Wednesday, May 13, 2009

No Statement Can Bear Its Own Truth

In each sector of our society, criticizing the basis for someone's religious beliefs has become taboo. The scrutiny of religious beliefs is sometimes encouraged in certain contexts, however, a line is drawn and is drawn incredibly thick. Religious beliefs have reached safe keeping from general inquiry and evidence that reveals incongruities and erroneous claims that, for example, pertain to the origins of life and the nature of the universe. The very basis for belief in religious statements raises suspicion. If the rationale applied to belief in religious claims were applied to any other beliefs about the world they would, at best, raise frequent skepticism. When questioning the validity of religious beliefs, the core responses are usually as follows, as adapted from Sigmund Freud's 1927 work, The Future of An Illusion (pg. 273).

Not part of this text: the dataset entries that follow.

//! # Observability & Tracing
//!
//! [`setup_tracing`] installs a `tracing-subscriber` formatter for the whole
//! provider. The level comes from `RUST_LOG`; the format is compact and hides
//! module paths (`with_target(false)`).
//!
//! ## What Gets Traced
//!
//! - **Provider lifecycle**: configuration (address, root namespace)
//! - **Resource operations**: one span per operation, with the resource name and id
//! - **Vault requests**: method, path and namespace of every request (debug)
//! - **Client cache**: each namespace client the first time it is created (debug)
//! - **Expired leases**: a warning when a revoke finds nothing to revoke
//!
//! ## Usage Examples
//!
//! ```bash
//! # Outcomes only
//! RUST_LOG=info cargo run
//!
//! # Every request and cache miss
//! RUST_LOG=debug cargo run
//!
//! # Only the client cache
//! RUST_LOG=provider_meta::meta=debug cargo run
//! ```
//!
//! With `RUST_LOG=debug`, creating a key in a nested namespace looks like:
//!
//! ```text
//! DEBUG create_resource: Creating resource name="vault_gcp_service_account_key"
//! DEBUG create_resource:create: Created namespace client namespace=admin/team-a size=1
//! DEBUG create_resource:create: Reading service account key path=gcp/key/editor query=[("ttl", "1h")]
//! DEBUG create_resource:create: Sending request method=GET path=gcp/key/editor namespace="admin/team-a"
//!  INFO create_resource:create: Created service account key lease_id=gcp/key/editor/abc lease_duration=3600
//!  INFO create_resource: Resource created id=gcp/key/editor
//! ```
pub fn setup_tracing() {
    tracing_subscriber::fmt()
        .with_env_filter(tracing_subscriber::EnvFilter::from_default_env())
        .with_target(false)
        .compact()
        .init();
}
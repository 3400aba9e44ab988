//! # Provider Meta & Namespace Client Cache
//!
//! [`ProviderMeta`] is created once per provider configuration and shared by
//! every resource operation. It owns the root [`Client`] and a cache of
//! namespace-scoped clones of it.
//!
//! ## Concurrency Model
//!
//! Resource operations run in parallel and often ask for the same namespace on
//! a cold cache. Lookup and insertion happen under one mutex, so:
//!
//! - exactly one client is built per canonical namespace path, and
//! - every caller for that path gets the same `Arc<Client>`.
//!
//! Nothing inside the critical section performs I/O; cloning a client only
//! copies its header map.

use crate::client::Client;
use crate::consts::FIELD_NAMESPACE;
use crate::dispatch::ClientContext;
use crate::error::ProviderError;
use crate::path::build_path;
use crate::schema::ResourceData;
use std::collections::HashMap;
use std::sync::{Arc, Mutex, MutexGuard, PoisonError};
use tracing::debug;

/// Provider-level state shared by all resource operations.
#[derive(Debug, Default)]
pub struct ProviderMeta {
    client: Option<Client>,
    resource_data: Option<ResourceData>,
    client_cache: Mutex<HashMap<String, Arc<Client>>>,
}

impl ProviderMeta {
    /// Builds a meta from the root client and the provider's own resource data.
    ///
    /// The `namespace` field of `resource_data` is the root namespace that
    /// prefixes every requested namespace.
    pub fn new(client: Client, resource_data: ResourceData) -> Self {
        Self {
            client: Some(client),
            resource_data: Some(resource_data),
            client_cache: Mutex::default(),
        }
    }

    pub fn with_client(mut self, client: Client) -> Self {
        self.client = Some(client);
        self
    }

    pub fn with_resource_data(mut self, resource_data: ResourceData) -> Self {
        self.resource_data = Some(resource_data);
        self
    }

    /// The root client, never scoped to a namespace by this type.
    pub fn root_client(&self) -> Option<&Client> {
        self.client.as_ref()
    }

    pub fn resource_data(&self) -> Option<&ResourceData> {
        self.resource_data.as_ref()
    }

    /// Returns the client for `ns`, creating and caching it on first use.
    ///
    /// `ns` is joined under the provider's root namespace. Fails only when the
    /// meta was not initialized, in which case the cache is left untouched.
    pub fn get_ns_client(&self, ns: &str) -> Result<Arc<Client>, ProviderError> {
        let client = self.client.as_ref().ok_or(ProviderError::RootClientNotSet)?;
        let resource_data = self
            .resource_data
            .as_ref()
            .ok_or(ProviderError::ResourceDataNotSet)?;

        let root_ns = resource_data
            .get_ok(FIELD_NAMESPACE)
            .and_then(|v| v.as_str())
            .unwrap_or_default();
        let key = build_path(root_ns, ns);

        let mut cache = self.lock_cache();
        if let Some(cached) = cache.get(&key) {
            return Ok(Arc::clone(cached));
        }

        let mut ns_client = client.clone();
        ns_client.set_namespace(&key);
        let ns_client = Arc::new(ns_client);
        cache.insert(key.clone(), Arc::clone(&ns_client));
        debug!(namespace = %key, size = cache.len(), "Created namespace client");

        Ok(ns_client)
    }

    /// Resolves the namespace requested by `ctx` and returns its client.
    pub fn client_for(&self, ctx: ClientContext<'_>) -> Result<Arc<Client>, ProviderError> {
        self.get_ns_client(&ctx.requested_namespace())
    }

    /// Returns the cached client for a canonical namespace path, if any.
    pub fn cached_client(&self, namespace_path: &str) -> Option<Arc<Client>> {
        self.lock_cache().get(namespace_path).cloned()
    }

    /// Canonical namespace paths currently cached, sorted.
    pub fn cached_namespaces(&self) -> Vec<String> {
        let mut namespaces: Vec<String> = self.lock_cache().keys().cloned().collect();
        namespaces.sort();
        namespaces
    }

    // A panic while holding the lock cannot leave a half-inserted entry.
    fn lock_cache(&self) -> MutexGuard<'_, HashMap<String, Arc<Client>>> {
        self.client_cache
            .lock()
            .unwrap_or_else(PoisonError::into_inner)
    }
}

  1. They must be believed because our ancestors believed them.
  2. We possess proofs which have been handed down from antiquity.
  3. It is prohibited to raise questions of their authenticity, regardless of evidence and the progress of rational thought.
If we applied these same tactics to a belief in scientific propositions, such as Evolution, much skepticism and dispute would be raised. Society well knows why the premise of most religious doctrines is to become void of doubt: they are full of uncertainty.

"If all the arguments that are put forward for the authenticity of religious doctrines originate in the past, it is natural to look round and see whether the present, better able to judge in these matters, cannot also furnish such evidence. The whole of the religious system would become infinitely more credible if one could succeed...in removing the element of doubt from a single part of it" (pg. 274).

Although the religious say that it is because of this doubt that faith is such an important component of religious beliefs--they are not able to disprove the idea that their pious convictions more probably, may be the products of their own mental activity.